What to work on —
The lines you return must be all those in the data that hold the string "skipped".

· · · · · · ·

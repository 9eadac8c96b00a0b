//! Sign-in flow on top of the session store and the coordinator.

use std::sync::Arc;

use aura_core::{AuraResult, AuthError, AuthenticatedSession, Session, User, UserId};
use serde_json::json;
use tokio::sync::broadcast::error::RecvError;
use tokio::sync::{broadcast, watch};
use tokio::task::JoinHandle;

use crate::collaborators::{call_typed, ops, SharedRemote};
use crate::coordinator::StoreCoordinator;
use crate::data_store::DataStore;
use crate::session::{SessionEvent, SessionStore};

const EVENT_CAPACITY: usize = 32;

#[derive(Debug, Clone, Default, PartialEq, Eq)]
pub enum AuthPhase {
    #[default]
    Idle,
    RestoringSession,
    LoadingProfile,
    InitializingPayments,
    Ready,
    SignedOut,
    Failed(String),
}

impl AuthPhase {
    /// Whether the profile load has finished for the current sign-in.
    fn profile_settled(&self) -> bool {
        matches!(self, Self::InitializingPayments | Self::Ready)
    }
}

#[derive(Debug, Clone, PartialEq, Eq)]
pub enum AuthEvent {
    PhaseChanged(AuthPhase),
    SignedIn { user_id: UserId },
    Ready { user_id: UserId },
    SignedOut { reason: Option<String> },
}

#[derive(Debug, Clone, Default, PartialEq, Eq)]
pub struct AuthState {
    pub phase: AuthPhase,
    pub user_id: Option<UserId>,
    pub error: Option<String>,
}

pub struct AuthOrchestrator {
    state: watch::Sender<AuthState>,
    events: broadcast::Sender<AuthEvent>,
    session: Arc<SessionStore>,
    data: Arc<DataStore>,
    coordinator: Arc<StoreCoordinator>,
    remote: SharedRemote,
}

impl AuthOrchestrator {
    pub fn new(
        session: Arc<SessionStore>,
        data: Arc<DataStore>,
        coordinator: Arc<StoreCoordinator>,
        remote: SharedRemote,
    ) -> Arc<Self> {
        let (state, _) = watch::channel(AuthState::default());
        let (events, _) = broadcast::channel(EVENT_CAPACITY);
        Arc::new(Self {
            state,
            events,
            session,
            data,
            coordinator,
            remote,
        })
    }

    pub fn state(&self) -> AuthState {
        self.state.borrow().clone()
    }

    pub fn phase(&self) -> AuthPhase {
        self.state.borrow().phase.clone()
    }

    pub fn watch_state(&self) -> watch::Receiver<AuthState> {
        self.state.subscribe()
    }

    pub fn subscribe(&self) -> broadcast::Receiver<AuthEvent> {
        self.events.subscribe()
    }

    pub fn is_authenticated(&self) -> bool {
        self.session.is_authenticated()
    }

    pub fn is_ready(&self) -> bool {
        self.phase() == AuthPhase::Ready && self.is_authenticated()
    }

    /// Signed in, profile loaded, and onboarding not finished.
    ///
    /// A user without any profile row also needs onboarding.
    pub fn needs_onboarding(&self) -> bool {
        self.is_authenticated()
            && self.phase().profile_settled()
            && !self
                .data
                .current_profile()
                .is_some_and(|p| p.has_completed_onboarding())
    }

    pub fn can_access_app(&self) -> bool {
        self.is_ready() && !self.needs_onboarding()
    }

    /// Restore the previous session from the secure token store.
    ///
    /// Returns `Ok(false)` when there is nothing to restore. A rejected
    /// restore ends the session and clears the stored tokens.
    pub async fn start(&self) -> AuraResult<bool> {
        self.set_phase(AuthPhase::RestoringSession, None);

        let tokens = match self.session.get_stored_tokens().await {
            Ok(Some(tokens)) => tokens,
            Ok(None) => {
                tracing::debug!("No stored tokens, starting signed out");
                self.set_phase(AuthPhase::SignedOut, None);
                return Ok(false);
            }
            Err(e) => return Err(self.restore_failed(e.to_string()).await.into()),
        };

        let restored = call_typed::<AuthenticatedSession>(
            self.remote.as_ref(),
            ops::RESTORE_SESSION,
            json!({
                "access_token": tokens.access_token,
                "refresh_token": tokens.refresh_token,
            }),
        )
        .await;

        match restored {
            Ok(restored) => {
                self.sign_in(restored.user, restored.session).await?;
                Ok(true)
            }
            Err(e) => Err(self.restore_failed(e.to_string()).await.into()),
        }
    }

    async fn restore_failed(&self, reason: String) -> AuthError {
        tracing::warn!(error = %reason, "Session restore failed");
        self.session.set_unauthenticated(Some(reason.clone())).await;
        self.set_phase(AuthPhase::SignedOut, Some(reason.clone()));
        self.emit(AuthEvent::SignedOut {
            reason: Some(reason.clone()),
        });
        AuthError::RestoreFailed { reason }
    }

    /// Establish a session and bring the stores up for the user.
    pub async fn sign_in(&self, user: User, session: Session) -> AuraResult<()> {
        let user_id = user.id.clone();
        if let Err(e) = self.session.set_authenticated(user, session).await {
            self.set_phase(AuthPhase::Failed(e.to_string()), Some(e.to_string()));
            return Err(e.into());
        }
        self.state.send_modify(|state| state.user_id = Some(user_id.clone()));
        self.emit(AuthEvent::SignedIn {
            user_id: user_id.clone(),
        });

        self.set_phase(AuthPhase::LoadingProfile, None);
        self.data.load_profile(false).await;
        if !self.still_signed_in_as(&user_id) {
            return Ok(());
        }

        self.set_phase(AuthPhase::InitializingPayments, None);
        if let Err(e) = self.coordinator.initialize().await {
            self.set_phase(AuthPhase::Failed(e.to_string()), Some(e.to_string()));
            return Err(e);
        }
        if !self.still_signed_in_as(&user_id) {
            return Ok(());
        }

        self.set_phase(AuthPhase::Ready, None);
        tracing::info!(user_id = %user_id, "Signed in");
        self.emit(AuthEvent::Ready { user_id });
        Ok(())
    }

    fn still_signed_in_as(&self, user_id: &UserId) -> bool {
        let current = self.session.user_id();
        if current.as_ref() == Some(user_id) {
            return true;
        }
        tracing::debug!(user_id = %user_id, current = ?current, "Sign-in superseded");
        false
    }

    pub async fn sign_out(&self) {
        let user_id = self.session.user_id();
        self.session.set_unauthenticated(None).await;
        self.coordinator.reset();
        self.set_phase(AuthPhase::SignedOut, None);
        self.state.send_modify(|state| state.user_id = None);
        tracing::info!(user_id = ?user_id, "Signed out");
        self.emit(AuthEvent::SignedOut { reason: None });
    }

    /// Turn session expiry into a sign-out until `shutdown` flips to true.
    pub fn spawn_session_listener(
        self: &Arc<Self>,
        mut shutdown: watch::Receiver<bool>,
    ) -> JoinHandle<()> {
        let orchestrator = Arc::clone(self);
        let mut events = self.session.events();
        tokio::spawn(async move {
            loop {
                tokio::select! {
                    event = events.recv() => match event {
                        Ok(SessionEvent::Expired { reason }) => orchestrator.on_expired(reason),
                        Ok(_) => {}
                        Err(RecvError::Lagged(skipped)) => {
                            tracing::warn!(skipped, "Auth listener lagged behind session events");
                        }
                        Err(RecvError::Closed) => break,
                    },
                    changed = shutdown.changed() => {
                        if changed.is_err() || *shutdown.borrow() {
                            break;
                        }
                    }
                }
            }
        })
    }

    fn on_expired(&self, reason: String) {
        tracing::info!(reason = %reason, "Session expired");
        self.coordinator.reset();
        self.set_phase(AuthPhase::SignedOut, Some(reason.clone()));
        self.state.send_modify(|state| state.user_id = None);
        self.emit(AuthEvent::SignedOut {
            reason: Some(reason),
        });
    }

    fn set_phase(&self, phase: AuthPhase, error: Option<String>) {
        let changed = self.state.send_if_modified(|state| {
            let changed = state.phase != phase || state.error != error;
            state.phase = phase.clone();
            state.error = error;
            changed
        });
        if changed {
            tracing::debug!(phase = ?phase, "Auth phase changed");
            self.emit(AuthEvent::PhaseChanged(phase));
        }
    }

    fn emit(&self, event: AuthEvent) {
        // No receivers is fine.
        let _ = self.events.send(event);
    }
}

· · · · · · ·

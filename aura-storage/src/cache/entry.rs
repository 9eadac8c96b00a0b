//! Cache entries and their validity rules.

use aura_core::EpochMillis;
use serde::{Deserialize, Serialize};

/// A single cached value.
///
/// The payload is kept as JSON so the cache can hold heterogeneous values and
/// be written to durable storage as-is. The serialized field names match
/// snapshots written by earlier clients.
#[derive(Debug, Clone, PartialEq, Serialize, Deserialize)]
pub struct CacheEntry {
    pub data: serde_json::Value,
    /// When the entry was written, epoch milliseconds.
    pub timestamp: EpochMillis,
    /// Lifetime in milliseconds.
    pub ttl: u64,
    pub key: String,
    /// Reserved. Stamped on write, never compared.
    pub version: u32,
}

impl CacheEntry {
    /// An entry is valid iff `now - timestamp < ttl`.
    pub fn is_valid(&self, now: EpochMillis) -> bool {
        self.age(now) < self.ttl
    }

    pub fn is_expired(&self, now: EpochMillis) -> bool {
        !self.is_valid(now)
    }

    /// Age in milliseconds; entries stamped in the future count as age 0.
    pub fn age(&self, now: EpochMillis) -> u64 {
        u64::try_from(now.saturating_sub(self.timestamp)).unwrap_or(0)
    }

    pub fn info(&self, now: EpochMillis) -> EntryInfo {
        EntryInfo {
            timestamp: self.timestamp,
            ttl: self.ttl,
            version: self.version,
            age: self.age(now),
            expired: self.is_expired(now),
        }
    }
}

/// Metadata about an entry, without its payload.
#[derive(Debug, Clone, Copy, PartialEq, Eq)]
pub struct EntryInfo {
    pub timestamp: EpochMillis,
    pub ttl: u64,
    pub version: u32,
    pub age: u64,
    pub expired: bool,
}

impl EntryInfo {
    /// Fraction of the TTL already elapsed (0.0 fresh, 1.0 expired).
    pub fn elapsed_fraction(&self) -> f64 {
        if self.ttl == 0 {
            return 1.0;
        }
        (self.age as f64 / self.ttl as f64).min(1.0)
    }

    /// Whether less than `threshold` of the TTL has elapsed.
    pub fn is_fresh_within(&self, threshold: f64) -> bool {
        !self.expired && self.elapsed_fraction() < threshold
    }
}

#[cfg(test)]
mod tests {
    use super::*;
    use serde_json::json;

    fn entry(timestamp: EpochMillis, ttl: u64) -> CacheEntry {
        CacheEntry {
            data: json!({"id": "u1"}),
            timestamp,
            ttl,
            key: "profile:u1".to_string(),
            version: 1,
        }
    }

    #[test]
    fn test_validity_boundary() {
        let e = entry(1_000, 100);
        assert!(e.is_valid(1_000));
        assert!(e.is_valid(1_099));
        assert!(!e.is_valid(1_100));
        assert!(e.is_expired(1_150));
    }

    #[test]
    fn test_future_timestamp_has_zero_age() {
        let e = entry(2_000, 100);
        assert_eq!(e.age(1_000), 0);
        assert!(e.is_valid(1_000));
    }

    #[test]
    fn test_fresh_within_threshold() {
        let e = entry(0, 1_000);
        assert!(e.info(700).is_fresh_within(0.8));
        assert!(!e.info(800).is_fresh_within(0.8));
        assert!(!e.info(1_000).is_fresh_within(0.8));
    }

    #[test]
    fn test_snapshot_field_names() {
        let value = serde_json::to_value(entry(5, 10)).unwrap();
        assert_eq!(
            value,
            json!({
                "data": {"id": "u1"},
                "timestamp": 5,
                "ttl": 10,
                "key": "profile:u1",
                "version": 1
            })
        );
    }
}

· · · · · · ·

Answer to this exercise —
                        Err(RecvError::Lagged(skipped)) => {
                            tracing::warn!(skipped, "Auth listener lagged behind session events");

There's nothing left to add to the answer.